Optimal Use of Utility Infrastructure for Residential Communities: Lessons Learned from COVID-19

Alam, Shahria | $50,000

British Columbia University of British Columbia 2020 NSERC Alliance COVID-19 Grant

The COVID‑19 pandemic is an urgent and growing concern for not only health but also for social and economic sectors. As an intervention response to this pandemic, closure of various public buildings, has been deemed necessary. The duration and type of closure vary with the type and work-behaviors of these industries. Besides, the length of intervention time is subject to uncertainty, with many experts proposing intervention models where the current social distancing strategies are continued over multiple time intervals. As a result of this pandemic, homes have been transformed into mixed-use spaces where home-schooling, office work, recreational activities, and social interaction have become a norm. While operational energy uses in other sectors such as commercial buildings and transportation has decreased, the energy use in the residential sector has been on the rise as occupants spend the majority of their time at home. The goal of this research is to assess the impacts of COVID‑19 lockdown intervention on the residential sector energy and carbon emissions. To achieve this goal, monitored energy data of the Wilden Living Lab (WLL) project will be used to analyze the change in occupants’ energy patterns on daily, weekly, and monthly scales.

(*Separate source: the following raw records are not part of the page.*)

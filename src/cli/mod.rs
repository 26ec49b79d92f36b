//! CLI argument parsing for allrun.
//!
//! Uses clap derive macros for declarative argument definitions.
//! This module defines the command structure; actual implementations
//! are in the `commands` module.

use clap::{ArgAction, Parser, Subcommand};
use std::path::PathBuf;

/// Allrun: render case scripts from directive templates and run their steps
/// with per-step logs.
///
/// Templates use `%(path%)` for substitution and `%{%(path%) ... %}` blocks
/// for conditionals and loops over a YAML or JSON configuration tree.
#[derive(Parser, Debug)]
#[command(name = "allrun")]
#[command(author, version, about, long_about = None)]
#[command(propagate_version = true)]
pub struct Cli {
    /// Settings file (default: ./allrun.yaml when present).
    #[arg(long, global = true, value_name = "PATH")]
    pub settings: Option<PathBuf>,

    /// Diagnostic log level or filter directive (overridden by RUST_LOG).
    #[arg(long, global = true, value_name = "LEVEL")]
    pub log_level: Option<String>,

    /// Increase diagnostic verbosity (-v info, -vv debug).
    #[arg(short, long, global = true, action = ArgAction::Count)]
    pub verbose: u8,

    #[command(subcommand)]
    pub command: Command,
}

/// Available commands for allrun.
#[derive(Subcommand, Debug)]
pub enum Command {
    /// Render one template against a configuration tree.
    ///
    /// Writes to stdout, or atomically to `--output`.
    Render(RenderArgs),

    /// Render a whole template directory into a case directory.
    ///
    /// Every file is rendered before anything is written, so a failure
    /// leaves the case directory untouched.
    Build(BuildArgs),

    /// Parse a template and report its directives without rendering.
    Check(CheckArgs),

    /// Run one command with its output logged to `log.<name>`.
    ///
    /// Exits with the command's own status.
    Exec(ExecArgs),

    /// Run a steps file, one command per line, stopping at the first failure.
    Run(RunArgs),
}

/// Arguments for the `render` command.
#[derive(Parser, Debug)]
pub struct RenderArgs {
    /// Template file to render.
    pub template: PathBuf,

    /// Configuration tree (YAML, or JSON with a .json extension).
    #[arg(short, long, value_name = "TREE")]
    pub config: PathBuf,

    /// Output file. Prints to stdout when omitted.
    #[arg(short, long, value_name = "PATH")]
    pub output: Option<PathBuf>,
}

/// Arguments for the `build` command.
#[derive(Parser, Debug)]
pub struct BuildArgs {
    /// Directory of templates.
    pub template_dir: PathBuf,

    /// Case directory to write into (created if missing).
    pub case_dir: PathBuf,

    /// Configuration tree (YAML, or JSON with a .json extension).
    #[arg(short, long, value_name = "TREE")]
    pub config: PathBuf,
}

/// Arguments for the `check` command.
#[derive(Parser, Debug)]
pub struct CheckArgs {
    /// Template file to check.
    pub template: PathBuf,
}

/// Arguments for the `exec` command.
#[derive(Parser, Debug)]
pub struct ExecArgs {
    /// Case directory the command runs in and logs to.
    #[arg(short = 'C', long, default_value = ".", value_name = "DIR")]
    pub case_dir: PathBuf,

    /// Command and its arguments.
    #[arg(required = true, trailing_var_arg = true, allow_hyphen_values = true)]
    pub command: Vec<String>,
}

/// Arguments for the `run` command.
#[derive(Parser, Debug)]
pub struct RunArgs {
    /// Steps file: one command per line, `#` comments allowed.
    pub steps_file: PathBuf,

    /// Case directory the steps run in and log to.
    #[arg(short = 'C', long, default_value = ".", value_name = "DIR")]
    pub case_dir: PathBuf,
}

impl Cli {
    /// Parse command line arguments.
    pub fn parse_args() -> Self {
        Cli::parse()
    }
}

#[cfg(test)]
mod tests {
    use super::*;
    use clap::CommandFactory;

    #[test]
    fn cli_debug_assert() {
        Cli::command().debug_assert();
    }

    #[test]
    fn parse_render_to_stdout() {
        let cli = Cli::try_parse_from(["allrun", "render", "Allrun.tmpl", "--config", "case.yaml"])
            .unwrap();
        if let Command::Render(args) = cli.command {
            assert_eq!(args.template, PathBuf::from("Allrun.tmpl"));
            assert_eq!(args.config, PathBuf::from("case.yaml"));
            assert!(args.output.is_none());
        } else {
            panic!("Expected Render command");
        }
    }

    #[test]
    fn parse_render_with_output() {
        let cli = Cli::try_parse_from([
            "allrun",
            "render",
            "Allrun.tmpl",
            "-c",
            "case.json",
            "-o",
            "case/Allrun",
        ])
        .unwrap();
        if let Command::Render(args) = cli.command {
            assert_eq!(args.output, Some(PathBuf::from("case/Allrun")));
        } else {
            panic!("Expected Render command");
        }
    }

    #[test]
    fn parse_render_requires_config() {
        assert!(Cli::try_parse_from(["allrun", "render", "Allrun.tmpl"]).is_err());
    }

    #[test]
    fn parse_build() {
        let cli =
            Cli::try_parse_from(["allrun", "build", "templates", "case", "--config", "case.yaml"])
                .unwrap();
        if let Command::Build(args) = cli.command {
            assert_eq!(args.template_dir, PathBuf::from("templates"));
            assert_eq!(args.case_dir, PathBuf::from("case"));
        } else {
            panic!("Expected Build command");
        }
    }

    #[test]
    fn parse_check() {
        let cli = Cli::try_parse_from(["allrun", "check", "Allrun.tmpl"]).unwrap();
        assert!(matches!(cli.command, Command::Check(_)));
    }

    #[test]
    fn parse_exec_keeps_hyphen_args() {
        let cli = Cli::try_parse_from([
            "allrun",
            "exec",
            "-C",
            "case",
            "--",
            "mpiexec",
            "-np",
            "4",
            "simpleFoam",
            "-parallel",
        ])
        .unwrap();
        if let Command::Exec(args) = cli.command {
            assert_eq!(args.case_dir, PathBuf::from("case"));
            assert_eq!(
                args.command,
                vec!["mpiexec", "-np", "4", "simpleFoam", "-parallel"]
            );
        } else {
            panic!("Expected Exec command");
        }
    }

    #[test]
    fn parse_exec_defaults_to_current_dir() {
        let cli = Cli::try_parse_from(["allrun", "exec", "blockMesh"]).unwrap();
        if let Command::Exec(args) = cli.command {
            assert_eq!(args.case_dir, PathBuf::from("."));
            assert_eq!(args.command, vec!["blockMesh"]);
        } else {
            panic!("Expected Exec command");
        }
    }

    #[test]
    fn parse_exec_requires_command() {
        assert!(Cli::try_parse_from(["allrun", "exec"]).is_err());
    }

    #[test]
    fn parse_run() {
        let cli = Cli::try_parse_from(["allrun", "run", "steps.txt", "-C", "case"]).unwrap();
        if let Command::Run(args) = cli.command {
            assert_eq!(args.steps_file, PathBuf::from("steps.txt"));
            assert_eq!(args.case_dir, PathBuf::from("case"));
        } else {
            panic!("Expected Run command");
        }
    }

    #[test]
    fn parse_global_flags() {
        let cli = Cli::try_parse_from([
            "allrun",
            "check",
            "Allrun.tmpl",
            "-vv",
            "--settings",
            "custom.yaml",
            "--log-level",
            "debug",
        ])
        .unwrap();
        assert_eq!(cli.verbose, 2);
        assert_eq!(cli.settings, Some(PathBuf::from("custom.yaml")));
        assert_eq!(cli.log_level.as_deref(), Some("debug"));
    }

    #[test]
    fn parse_unknown_command_fails() {
        assert!(Cli::try_parse_from(["allrun", "unknown"]).is_err());
    }
}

Data related to 3 months (March, April, and May) for lockdown year (2020) will be compared with the previous 2 (2018 and 2019) pre-pandemic years. The research will be used to assess residential energy, GHG emissions, and economic impacts under different stay-at-home scenarios. Besides, the integration of renewable energy resources as a backup source for pandemic-like situations, where energy demand is beyond supply capacity or power outage, will be investigated. The lessons learned from this study will provide valuable information for residential sector stakeholders. The results will be of particular importance in improving existing utility infrastructure emergency planning strategies in light of possible pandemic or natural disaster.